Felony was written by and stars Joel Edgerton, and it was made in the genre hotbed of Australia that produced other sticky crime dramas The Square and Animal Kingdom. There is particularly powerful performance from consummate professional Tom Wilkinson playing seasoned detective Carl Summer, who delivers the big 'circle the wagons' movie-speech at the heart of the films headspace: Why should cops or 'good' people need the courts or prisons, because their own guilt is punishment enough for their 'accidental' crimes
After Detective Summer helps cover for Toohey's misdeeds, he does not take kindly to Toohey's conscience flaring up, as the little boy's head wound gets worse. Aggressively pushing the 'don't hurt the police' brand, Summer has also to deal with his Ed Exely type new partner Jai "Son of Die Hard" Courtney, who plays the crisp, by the book detective Jim Melic. The young and idealized Melic becomes suspicious of the whole situation immediately based on observations Toohey's response in the 911 call he placed, and the jittery body language when he talks with Summer. It doesn't help things that Melic has taken a bit of a fancy to the boy's young mother.

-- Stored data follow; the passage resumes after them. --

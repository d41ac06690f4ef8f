use serde::Serialize;

use crate::models::{Schema, Status, TaskRow};

/// Summary counters over the loaded tasks
///
/// Counts the whole task set regardless of the filter selection. Section
/// markers are excluded, and statuses outside the canonical labels fall in no
/// bucket.
#[derive(Debug, Clone, Copy, Default, PartialEq, Eq, Serialize)]
pub struct StatusCounts {
    pub not_started: usize,
    pub in_progress: usize,
    pub done: usize,
}

impl StatusCounts {
    pub fn get(&self, status: Status) -> usize {
        match status {
            Status::NotStarted => self.not_started,
            Status::InProgress => self.in_progress,
            Status::Done => self.done,
        }
    }

    pub fn total(&self) -> usize {
        self.not_started + self.in_progress + self.done
    }
}

pub fn count_statuses(tasks: &[TaskRow], schema: &Schema) -> StatusCounts {
    let mut counts = StatusCounts::default();
    if schema.status_column().is_none() {
        return counts;
    }

    for task in tasks.iter().filter(|t| !t.is_section_marker) {
        match task.status_kind() {
            Some(Status::NotStarted) => counts.not_started += 1,
            Some(Status::InProgress) => counts.in_progress += 1,
            Some(Status::Done) => counts.done += 1,
            None => {}
        }
    }
    counts
}
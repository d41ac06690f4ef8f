use url::Url;

use crate::error::StoreError;
use crate::models::RawRow;
use crate::store::{RowStore, RowUpdate};

/// Query parameter defeating intermediate caches
fn cache_buster() -> String {
    chrono::Utc::now().timestamp_millis().to_string()
}

/// Append a cache-busting `t` parameter to `url`
pub fn with_cache_buster(mut url: Url) -> Url {
    url.query_pairs_mut().append_pair("t", &cache_buster());
    url
}

/// Spreadsheet storage API client
///
/// Each source is addressed as `<base>/<source>`; reads are `GET`, updates
/// are `PUT` with a JSON condition/set body. No retries and no timeout.
pub struct HttpStore {
    base: Url,
    agent: ureq::Agent,
}

impl HttpStore {
    pub fn new(base_url: &str) -> Result<Self, StoreError> {
        let base = Url::parse(base_url)
            .map_err(|e| StoreError::Transport(format!("invalid API URL '{}': {}", base_url, e)))?;
        if base.cannot_be_a_base() {
            return Err(StoreError::Transport(format!("invalid API URL '{}'", base_url)));
        }
        Ok(Self {
            base,
            agent: ureq::AgentBuilder::new().build(),
        })
    }

    /// URL of one source, with the source name as a single encoded path segment
    pub fn sheet_url(&self, sheet: &str) -> Url {
        let mut url = self.base.clone();
        if let Ok(mut segments) = url.path_segments_mut() {
            segments.pop_if_empty().push(sheet);
        }
        url
    }
}

impl RowStore for HttpStore {
    fn fetch_rows(&self, sheet: &str) -> Result<Vec<RawRow>, StoreError> {
        let url = with_cache_buster(self.sheet_url(sheet));
        log::debug!("GET {}", url);

        match self.agent.request_url("GET", &url).call() {
            Ok(response) => {
                log::debug!("HTTP status: {}", response.status());
                response
                    .into_json::<Vec<RawRow>>()
                    .map_err(|e| StoreError::Decode(e.to_string()))
            }
            Err(ureq::Error::Status(status, _)) => Err(StoreError::NotFound {
                sheet: sheet.to_string(),
                status,
            }),
            Err(ureq::Error::Transport(transport)) => Err(StoreError::Transport(transport.to_string())),
        }
    }

    fn update_rows(&self, sheet: &str, update: &RowUpdate) -> Result<(), StoreError> {
        let url = with_cache_buster(self.sheet_url(sheet));
        log::debug!("PUT {}", url);

        match self.agent.request_url("PUT", &url).send_json(update) {
            Ok(_) => Ok(()),
            Err(ureq::Error::Status(status, _)) => Err(StoreError::Rejected { status }),
            Err(ureq::Error::Transport(transport)) => Err(StoreError::Transport(transport.to_string())),
        }
    }
}

/// Fetch an arbitrary JSON document (used for a remote source list)
pub fn fetch_document(url: &str) -> Result<serde_json::Value, StoreError> {
    let url = Url::parse(url).map_err(|e| StoreError::Transport(format!("invalid URL '{}': {}", url, e)))?;
    let url = with_cache_buster(url);

    match ureq::request_url("GET", &url).call() {
        Ok(response) => response
            .into_json::<serde_json::Value>()
            .map_err(|e| StoreError::Decode(e.to_string())),
        Err(ureq::Error::Status(status, _)) => Err(StoreError::NotFound {
            sheet: url.to_string(),
            status,
        }),
        Err(ureq::Error::Transport(transport)) => Err(StoreError::Transport(transport.to_string())),
    }
}
use serde::Serialize;

use crate::filter::FilterSelection;
use crate::models::{Schema, TaskRow};
use crate::pipeline::FilterOptions;
use crate::render::{StatusCounts, TableView};

/// Mutable state of one dashboard session
///
/// `tasks` is the authoritative row set of the last load; `filtered` holds
/// positions into it for the rows passing the current selection.
#[derive(Debug, Clone, Default)]
pub struct AppState {
    pub source: Option<String>,
    pub schema: Option<Schema>,
    pub tasks: Vec<TaskRow>,
    pub filtered: Vec<usize>,
    pub selection: FilterSelection,
    pub options: FilterOptions,
    pub visible: Vec<String>,
    /// Incremented by every load request
    pub generation: u64,
}

impl AppState {
    /// Drop everything derived from a load; the selection survives
    pub fn clear_loaded(&mut self) {
        self.schema = None;
        self.tasks.clear();
        self.filtered.clear();
        self.options = FilterOptions::default();
        self.visible.clear();
    }
}

/// Tag of an in-flight load
#[derive(Debug, Clone, PartialEq, Eq)]
pub struct LoadRequest {
    pub source: String,
    pub generation: u64,
}

#[derive(Debug, Clone, Copy, PartialEq, Eq)]
pub enum LoadOutcome {
    /// Rows were loaded; counts are after classification and filtering
    Loaded { rows: usize, shown: usize },
    /// The source has no rows
    Empty,
    /// A newer load or another source superseded this response
    Stale,
}

/// Result of a successful status update
#[derive(Debug, Clone, PartialEq, Eq)]
pub struct MutationOutcome {
    pub description: String,
    pub status: String,
}

/// Everything the output layer needs to draw the dashboard
#[derive(Debug, Clone, Serialize)]
pub struct DashboardView {
    pub source: Option<String>,
    pub table: TableView,
    pub counts: StatusCounts,
    pub options: FilterOptions,
    pub selection: FilterSelection,
    /// The status filter only applies when a status column exists
    pub status_filter: bool,
    pub shown: usize,
    pub total: usize,
}
// Core data models for Sheetdash
// These structs represent a loaded source: its schema and its rows

pub mod row;
pub mod schema;
pub mod status;

pub use row::*;
pub use schema::*;
pub use status::*;
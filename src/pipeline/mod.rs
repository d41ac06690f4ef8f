//! Load pipeline: schema detection, row classification and the views derived
//! from the classified rows (filter options, visible columns).
//!
//! Every stage is a pure function over the rows of one load. The controller in
//! [`crate::app`] runs them in order and owns the results.

pub mod classify;
pub mod columns;
pub mod options;
pub mod schema;

pub use classify::*;
pub use columns::*;
pub use options::*;
pub use schema::*;
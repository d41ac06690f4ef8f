use crate::app::state::{AppState, DashboardView, LoadOutcome, LoadRequest, MutationOutcome};
use crate::error::{DashError, StoreError};
use crate::filter::{filter_rows, FilterSelection};
use crate::models::{RawRow, Status, TaskRow};
use crate::pipeline::{build_filter_options, classify_rows, detect_schema, visible_columns};
use crate::render::{count_statuses, render_table, PresentationRow, StatusCounts, TableView, EMPTY_SOURCE_MESSAGE};
use crate::store::{RowStore, RowUpdate};

/// Controller for one dashboard session
#[derive(Debug, Default)]
pub struct Dashboard {
    state: AppState,
}

impl Dashboard {
    pub fn new() -> Self {
        Self::default()
    }

    pub fn state(&self) -> &AppState {
        &self.state
    }

    pub fn source(&self) -> Option<&str> {
        self.state.source.as_deref()
    }

    /// Select the source the next load reads; the filter selection is kept
    pub fn select_source(&mut self, source: &str) {
        self.state.source = Some(source.to_string());
    }

    /// Tag a new load with the current source
    pub fn begin_load(&mut self) -> Result<LoadRequest, DashError> {
        let source = self.state.source.clone().ok_or(DashError::NoSourceSelected)?;
        self.state.generation += 1;
        Ok(LoadRequest {
            source,
            generation: self.state.generation,
        })
    }

    /// Apply the response of a load started with [`Dashboard::begin_load`]
    ///
    /// Responses for a source that is no longer selected, or superseded by a
    /// newer request, are discarded without touching the state.
    pub fn finish_load(
        &mut self,
        request: &LoadRequest,
        result: Result<Vec<RawRow>, StoreError>,
    ) -> Result<LoadOutcome, DashError> {
        if self.state.source.as_deref() != Some(request.source.as_str())
            || request.generation != self.state.generation
        {
            log::debug!("Discarding stale response for \"{}\"", request.source);
            return Ok(LoadOutcome::Stale);
        }

        match result {
            Ok(rows) => Ok(self.ingest(&request.source, &rows)),
            Err(err) => {
                self.state.clear_loaded();
                Err(DashError::from_read(&request.source, err))
            }
        }
    }

    /// Load the selected source from `store`
    pub fn load(&mut self, store: &dyn RowStore) -> Result<LoadOutcome, DashError> {
        let request = self.begin_load()?;
        let result = store.fetch_rows(&request.source);
        self.finish_load(&request, result)
    }

    /// Rebuild schema, rows and derived views from a fresh batch
    fn ingest(&mut self, source: &str, rows: &[RawRow]) -> LoadOutcome {
        log::debug!("Rows received for \"{}\": {}", source, rows.len());

        let schema = match detect_schema(source, rows) {
            Ok(schema) => schema,
            Err(_) => {
                self.state.clear_loaded();
                return LoadOutcome::Empty;
            }
        };

        let tasks = classify_rows(rows, &schema);
        self.state.options = build_filter_options(&tasks, &schema);
        self.state.visible = visible_columns(&tasks, &schema);

        // Selections for controls that disappeared no longer apply
        if schema.group_column().is_none() {
            self.state.selection.group = None;
        }
        if schema.assignee_column().is_none() {
            self.state.selection.assignee = None;
        }

        self.state.tasks = tasks;
        self.state.schema = Some(schema);
        self.apply_filters();

        LoadOutcome::Loaded {
            rows: self.state.tasks.len(),
            shown: self.state.filtered.len(),
        }
    }

    pub fn selection(&self) -> &FilterSelection {
        &self.state.selection
    }

    /// Replace the filter selection and re-filter
    pub fn set_selection(&mut self, selection: FilterSelection) {
        self.state.selection = selection;
        self.apply_filters();
    }

    /// Recompute the filtered rows from the authoritative set
    pub fn apply_filters(&mut self) {
        self.state.filtered = match &self.state.schema {
            Some(schema) => filter_rows(&self.state.tasks, &self.state.selection, schema),
            None => Vec::new(),
        };
    }

    /// Rows passing the current selection, in display order
    pub fn filtered_rows(&self) -> Vec<&TaskRow> {
        self.state.filtered.iter().map(|&pos| &self.state.tasks[pos]).collect()
    }

    pub fn counts(&self) -> StatusCounts {
        match &self.state.schema {
            Some(schema) => count_statuses(&self.state.tasks, schema),
            None => StatusCounts::default(),
        }
    }

    /// Render the current state
    pub fn view(&self) -> DashboardView {
        let table = match &self.state.schema {
            Some(schema) => render_table(&self.filtered_rows(), &self.state.visible, schema),
            None => TableView {
                header: Vec::new(),
                rows: vec![PresentationRow::Empty {
                    message: EMPTY_SOURCE_MESSAGE.to_string(),
                    span: 0,
                }],
            },
        };

        DashboardView {
            source: self.state.source.clone(),
            table,
            counts: self.counts(),
            options: self.state.options.clone(),
            selection: self.state.selection.clone(),
            status_filter: self
                .state
                .schema
                .as_ref()
                .is_some_and(|s| s.status_column().is_some()),
            shown: self.state.filtered.len(),
            total: self.state.tasks.len(),
        }
    }

    /// Filtered position of the `number`-th task shown, counting from 1 and
    /// skipping section markers
    pub fn task_position(&self, number: usize) -> Result<usize, DashError> {
        let mut tasks = self
            .state
            .filtered
            .iter()
            .enumerate()
            .filter(|(_, &pos)| !self.state.tasks[pos].is_section_marker)
            .map(|(position, _)| position);
        let count = tasks.clone().count();
        number
            .checked_sub(1)
            .and_then(|n| tasks.nth(n))
            .ok_or(DashError::TaskOutOfRange { number, count })
    }

    /// Set the status of the row at `position` in the filtered rows
    ///
    /// The store is updated first, keyed on the row's description. Local rows
    /// change only once the store accepts the update; on failure the source is
    /// reloaded from the store and `MutationFailed` is returned.
    pub fn set_status(
        &mut self,
        store: &dyn RowStore,
        position: usize,
        status: Status,
    ) -> Result<MutationOutcome, DashError> {
        let schema = self.state.schema.as_ref().ok_or(DashError::NoStatusColumn)?;
        let status_column = schema.status_column().ok_or(DashError::NoStatusColumn)?.to_string();

        let task_pos = *self
            .state
            .filtered
            .get(position)
            .ok_or(DashError::RowOutOfRange {
                row: position + 1,
                len: self.state.filtered.len(),
            })?;
        if self.state.tasks[task_pos].is_section_marker {
            return Err(DashError::NotATask { row: position + 1 });
        }

        let description_column = schema
            .description_column()
            .ok_or(DashError::NoIdentityColumn)?
            .to_string();
        let description = self.state.tasks[task_pos].get(&description_column).to_string();
        let source = self.state.source.clone().ok_or(DashError::NoSourceSelected)?;
        let label = status.label();

        let update = RowUpdate::single(&description_column, &description, &status_column, label);
        if let Err(err) = store.update_rows(&source, &update) {
            log::error!("Failed to save status for \"{}\": {}", description, err);
            if let Err(reload_err) = self.load(store) {
                log::error!("Reload after failed update also failed: {}", reload_err);
            }
            return Err(DashError::MutationFailed {
                description,
                reason: err.to_string(),
            });
        }

        self.state.tasks[task_pos].set_status(&status_column, label);

        // The store updated the first row with this description
        if let Some(first) = self
            .state
            .tasks
            .iter()
            .position(|t| t.get(&description_column) == description)
        {
            if first != task_pos {
                log::warn!(
                    "Several rows share the description \"{}\"; the store updated the first one",
                    description
                );
                self.state.tasks[first].set_status(&status_column, label);
            }
        }

        self.apply_filters();
        log::info!("Status updated: \"{}\" -> {}", description, label);

        Ok(MutationOutcome {
            description,
            status: label.to_string(),
        })
    }
}
use indexmap::IndexMap;
use serde::Serialize;
use serde_json::Value;

use crate::models::status::Status;

/// One row-object as returned by the storage API (key order preserved)
pub type RawRow = serde_json::Map<String, Value>;

/// Text of a raw cell: `null` is empty, other scalars are stringified
pub fn cell_text(value: &Value) -> String {
    match value {
        Value::Null => String::new(),
        Value::String(s) => s.clone(),
        other => other.to_string(),
    }
}

/// A classified row of the loaded source
///
/// `cells` holds exactly the schema's columns, in schema order. When the
/// source has a status column, `status` carries the normalized value and the
/// status cell is kept in sync with it.
#[derive(Debug, Clone, PartialEq, Eq, Serialize)]
pub struct TaskRow {
    /// Position of the row in the batch it was loaded from
    pub index: usize,
    pub cells: IndexMap<String, String>,
    pub is_section_marker: bool,
    pub status: Option<String>,
}

impl TaskRow {
    /// Cell value, empty when the column is unknown
    pub fn get(&self, column: &str) -> &str {
        self.cells.get(column).map(String::as_str).unwrap_or("")
    }

    /// Cell value for an optional column handle
    pub fn value_of(&self, column: Option<&str>) -> &str {
        column.map(|c| self.get(c)).unwrap_or("")
    }

    /// Canonical status, if the normalized value is one of the three labels
    pub fn status_kind(&self) -> Option<Status> {
        self.status.as_deref().and_then(Status::from_label)
    }

    /// Overwrite the status in both the derived field and the cell
    pub fn set_status(&mut self, column: &str, label: &str) {
        if let Some(cell) = self.cells.get_mut(column) {
            *cell = label.to_string();
        }
        self.status = Some(label.to_string());
    }
}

The dance between these three officers is clearly the focus, but lest the film simply become another potboiling law enforcement politics and procedure thriller, director Matthew Seville focuses on a drama of verisimilitude over the usual blue-and-white cliches. This makes Felony ten times the film of Guillaume Canet's substanceless cops-n-family bore Blood Ties. Toohey's wife (Melissa George) and sons come into the picture, as well as the mother (Sarah Roberts) of the injured boy in parts that are small on screen time, but massive in significance. How the women each choose to react to the situation, radically different perspectives and emotion, but subtle similarities in dealing with information, is significant. Toohey's wife is a nurse in the hospital where the boy is being treated in a comatose state. She steps outside of her own professional boundaries to share information with her husband. So really, the film is more concerned with ethics and professional bend the rules 'perquisites' more than morality. Most good folks implicitly know that hiding a mistake the magnitude of Detective Toohey's and his failure to fess up is dead wrong, but Edgerton's humanity and pain in dealing with his bad choices makes for compelling enough middlebrow moviegoing. Looking with how 'people problems' are dealt with 'officially' vs. the massaging behinds the scenes by people with some professional authority is something altogether different.
All the interconnectedness might flirt with the dramatic overkill of Paul Haggis' egregious Crash. Albeit, there is zero racism and Sydney is not used to probing big city indifference or anything of that ilk. But the film does indeed stumble with an ending that edifies the audience (or rather assuages) and ties a far too neat little bow on the whole affair, which feels like false comfort; especially since the film has good writing up to that point, to have all the officers busy enough working several other cases to mitigate any hermetically sealed or everything-is-connected aspects for which these types of films usually fall. For placing such a complicated tangle of 'stuff' into a neat, crowd-pleasing box, to these eyes, is the real crime of Felony that I am not ready to forgive.